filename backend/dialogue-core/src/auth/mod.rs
//! Authentication gateway.
//!
//! At startup the gateway fetches a shared secret from a trusted local peer.
//! If that fails, or no channel is configured, authentication is disabled and
//! every request passes straight through.
//!
//! # Security
//!
//! This is a fail-open design. With a secret configured, the handshake marks
//! the peer authenticated without checking any credential, and envelope
//! tokens are parsed but never verified. Both behaviours are deliberate and
//! observable by existing clients; tightening them is a protocol change.

pub mod channel;
pub mod envelope;

use crate::identity::ClientIdentity;

use common::RedactedSecret;

use std::collections::HashSet;
use std::time::Duration;

use envelope::Envelope;
use log::{debug, info, warn};
use tokio::sync::RwLock;

pub struct AuthGateway {
    /// Absent means authentication is disabled.
    secret: Option<RedactedSecret>,

    /// Identities that completed the handshake and still have a live session.
    authenticated: RwLock<HashSet<ClientIdentity>>,
}

impl AuthGateway {
    /// Gateway with authentication disabled.
    pub fn disabled() -> Self {
        Self {
            secret: None,
            authenticated: RwLock::new(HashSet::new()),
        }
    }

    pub fn with_secret(secret: RedactedSecret) -> Self {
        Self {
            secret: Some(secret),
            authenticated: RwLock::new(HashSet::new()),
        }
    }

    /// Build the gateway, fetching the secret over `channel` when one is given.
    ///
    /// Never fails: any channel error disables authentication.
    pub async fn connect(channel: Option<&str>, limit: Duration) -> Self {
        let Some(channel) = channel else {
            info!("No auth channel configured, authentication disabled");
            return Self::disabled();
        };

        match channel::fetch_secret(channel, limit).await {
            Ok(secret) => {
                info!(
                    "Received shared secret ({} bytes) from auth channel {channel}",
                    secret.len()
                );
                Self::with_secret(secret)
            }
            Err(e) => {
                warn!("Auth channel unavailable, authentication disabled: {e}");
                Self::disabled()
            }
        }
    }

    pub fn is_enabled(&self) -> bool {
        self.secret.is_some()
    }

    /// Complete the handshake for `identity`.
    ///
    /// Always succeeds. The identity is only recorded when a secret is configured.
    pub async fn authenticate(&self, identity: ClientIdentity) -> bool {
        if self.secret.is_none() {
            return true;
        }

        let newly_added = self.authenticated.write().await.insert(identity);
        if newly_added {
            info!("Client {identity} authenticated");
        } else {
            debug!("Client {identity} was already authenticated");
        }
        true
    }

    /// Check a request from `identity` and strip its token envelope.
    ///
    /// Returns `None` when a secret is configured and `identity` never
    /// completed the handshake. Messages without an envelope pass through as-is.
    pub async fn validate(&self, identity: &ClientIdentity, raw: &str) -> Option<String> {
        if self.secret.is_none() {
            return Some(raw.to_string());
        }

        if !self.authenticated.read().await.contains(identity) {
            warn!("Rejected request from unauthenticated client {identity}");
            return None;
        }

        match Envelope::parse(raw) {
            Some(envelope) => {
                debug!("Unwrapped token envelope from {identity}");
                Some(envelope.payload.to_string())
            }
            None => Some(raw.to_string()),
        }
    }

    /// Forget `identity`. Called when its session is destroyed.
    pub async fn purge(&self, identity: &ClientIdentity) {
        if self.authenticated.write().await.remove(identity) {
            debug!("Purged authentication for {identity}");
        }
    }

    pub async fn is_authenticated(&self, identity: &ClientIdentity) -> bool {
        self.authenticated.read().await.contains(identity)
    }
}
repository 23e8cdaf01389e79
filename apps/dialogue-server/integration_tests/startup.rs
use dialogue_server::bootstrap::load_config;
use dialogue_server::error::DialogueServerError;

use dialogue_core::auth::AuthGateway;
use dialogue_core::config::ServerConfig;
use dialogue_core::engine::EchoEngine;
use dialogue_core::server::start_server;

use tempfile::TempDir;
use tokio::io::{AsyncReadExt, AsyncWriteExt};
use tokio::net::TcpStream;

// ============================================================================
// Integration tests for startup wiring
// These follow the same path as bootstrap::run, minus the logger and Ctrl-C
// ============================================================================

/// **VALUE**: Tests that a config loaded from disk drives a working server.
///
/// **WHY THIS MATTERS**: This is the closest we get to running the binary:
/// config file, CLI port override, fail-open auth and the echo engine.
///
/// **BUG THIS CATCHES**: Would catch if:
/// - The port override is lost between loading and binding
/// - A missing auth channel prevents startup
/// - The default engine is not wired to the dispatcher
#[tokio::test]
async fn given_config_dir_and_port_override_when_started_then_serves_requests() {
    // GIVEN: A config file with a custom buffer size and a port override of 0
    let dir = TempDir::new().unwrap();
    ServerConfig {
        read_buffer_size: 2048,
        ..ServerConfig::default()
    }
    .save(dir.path())
    .unwrap();
    let config = load_config(dir.path(), Some(0)).expect("Config should load");
    assert_eq!(config.read_buffer_size, 2048);

    // WHEN: Starting the way the binary does, without an auth channel
    let auth = AuthGateway::connect(None, config.auth_channel_timeout()).await;
    let handle = start_server(config, auth, EchoEngine)
        .await
        .expect("Server should start");

    // THEN: A client is served without a handshake
    let mut client = TcpStream::connect(handle.local_addr()).await.unwrap();
    client.write_all(b"Invoke:::ping").await.unwrap();
    let mut buffer = [0u8; 256];
    let read = client.read(&mut buffer).await.unwrap();
    assert_eq!(&buffer[..read], b"Echo: ping");

    handle.shutdown().await.expect("Shutdown failed");
}

/// **VALUE**: Tests that a bad config is caught before anything binds.
///
/// **BUG THIS CATCHES**: Would catch an invalid host slipping through to
/// `start_server` and being reported as a bind failure instead.
#[test]
fn given_non_loopback_host_in_file_when_loaded_then_config_error() {
    let dir = TempDir::new().unwrap();
    std::fs::write(
        dir.path().join("config.json"),
        r#"{ "host": "192.168.1.10" }"#,
    )
    .unwrap();

    let result = load_config(dir.path(), None);

    assert!(matches!(result, Err(DialogueServerError::Config { .. })));
}
// Unit tests for RedactedSecret
// The secret must never leak through formatting or serialization

use crate::RedactedSecret;

const SECRET: &str = "a1b2c3-very-secret";

/// **VALUE**: Verifies that Debug and Display never print the secret.
///
/// **WHY THIS MATTERS**: The gateway logs its auth state at startup. If the wrapper
/// ever formatted its contents, the shared secret would land in the log file.
///
/// **BUG THIS CATCHES**: Would catch a derived `Debug` replacing the manual impl.
#[test]
fn given_secret_when_formatted_then_value_is_redacted() {
    // GIVEN: A wrapped secret
    let secret = RedactedSecret::new(String::from(SECRET));

    // WHEN: Formatting with Debug and Display
    let debug = format!("{secret:?}");
    let display = format!("{secret}");

    // THEN: Neither contains the raw value
    assert!(!debug.contains(SECRET), "Debug output leaked the secret");
    assert!(!display.contains(SECRET), "Display output leaked the secret");
    assert!(debug.contains("REDACTED"));
}

/// **VALUE**: Verifies that serializing the wrapper fails instead of writing the value.
///
/// **WHY THIS MATTERS**: Config and state structs are serialized to JSON. A secret
/// embedded in one of them must make serialization fail loudly.
///
/// **BUG THIS CATCHES**: Would catch someone deriving `Serialize` on the wrapper.
#[test]
fn given_secret_when_serialized_then_returns_error() {
    // GIVEN: A wrapped secret
    let secret = RedactedSecret::new(String::from(SECRET));

    // WHEN: Serializing to JSON
    let result = serde_json::to_string(&secret);

    // THEN: Serialization is refused
    assert!(result.is_err(), "RedactedSecret must not serialize");
    let message = result.unwrap_err().to_string();
    assert!(!message.contains(SECRET), "Error message leaked the secret");
    assert!(
        message.contains("cannot be serialized"),
        "Error should explain the refusal: {message}"
    );
}

/// **VALUE**: Verifies that `expose()` and `len()` give access to the real value.
///
/// **WHY THIS MATTERS**: Code that must hand the secret on needs the raw value; the
/// redaction must only apply to formatting.
///
/// **BUG THIS CATCHES**: Would catch accessors that return the redacted placeholder.
#[test]
fn given_secret_when_exposed_then_returns_raw_value() {
    // GIVEN: A wrapped secret
    let secret = RedactedSecret::new(String::from(SECRET));

    // THEN: Accessors return the real value and its length
    assert_eq!(secret.expose(), SECRET);
    assert_eq!(secret.len(), SECRET.len());
    assert!(!secret.is_empty());
    assert!(RedactedSecret::new(String::new()).is_empty());
}
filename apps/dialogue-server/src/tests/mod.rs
mod cli;
use crate::ErrorLocation;

use thiserror::Error as ThisError;

#[derive(Debug, ThisError)]
pub enum RedactError {
    #[error("Serialization Error: {message} {location}")]
    Serialization {
        message: String,
        location: ErrorLocation,
    },
}
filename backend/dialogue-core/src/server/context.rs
use crate::auth::AuthGateway;
use crate::config::ServerConfig;
use crate::server::dispatcher::RequestDispatcher;
use crate::server::registry::SessionRegistry;

/// Shared state of one running server.
///
/// Built once at startup and handed to the acceptor and every session task.
pub struct ServerContext {
    config: ServerConfig,
    registry: SessionRegistry,
    auth: AuthGateway,
    dispatcher: RequestDispatcher,
}

impl ServerContext {
    pub fn new(config: ServerConfig, auth: AuthGateway, dispatcher: RequestDispatcher) -> Self {
        Self {
            config,
            registry: SessionRegistry::new(),
            auth,
            dispatcher,
        }
    }

    pub fn config(&self) -> &ServerConfig {
        &self.config
    }

    pub fn registry(&self) -> &SessionRegistry {
        &self.registry
    }

    pub fn auth(&self) -> &AuthGateway {
        &self.auth
    }

    pub fn dispatcher(&self) -> &RequestDispatcher {
        &self.dispatcher
    }
}
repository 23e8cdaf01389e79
use dialogue_server::bootstrap;
use dialogue_server::cli::Cli;

use std::process::ExitCode;

use clap::Parser;
use log::error;

#[tokio::main]
async fn main() -> ExitCode {
    dotenvy::dotenv().ok();
    let cli = Cli::parse();

    match bootstrap::run(cli).await {
        Ok(()) => ExitCode::SUCCESS,
        Err(e) => {
            error!("{e}");
            // Machine-readable for the launching process
            match serde_json::to_string(&e) {
                Ok(json) => eprintln!("{json}"),
                Err(_) => eprintln!("{e}"),
            }
            ExitCode::FAILURE
        }
    }
}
= = = = = = =
### [Task to complete]
Starting from the data above, filter for lines with "fails" and copy each one.

### [Result for this exercise]
//! If that fails, or no channel is configured, authentication is disabled and
    /// Never fails: any channel error disables authentication.
/// **VALUE**: Verifies that serializing the wrapper fails instead of writing the value.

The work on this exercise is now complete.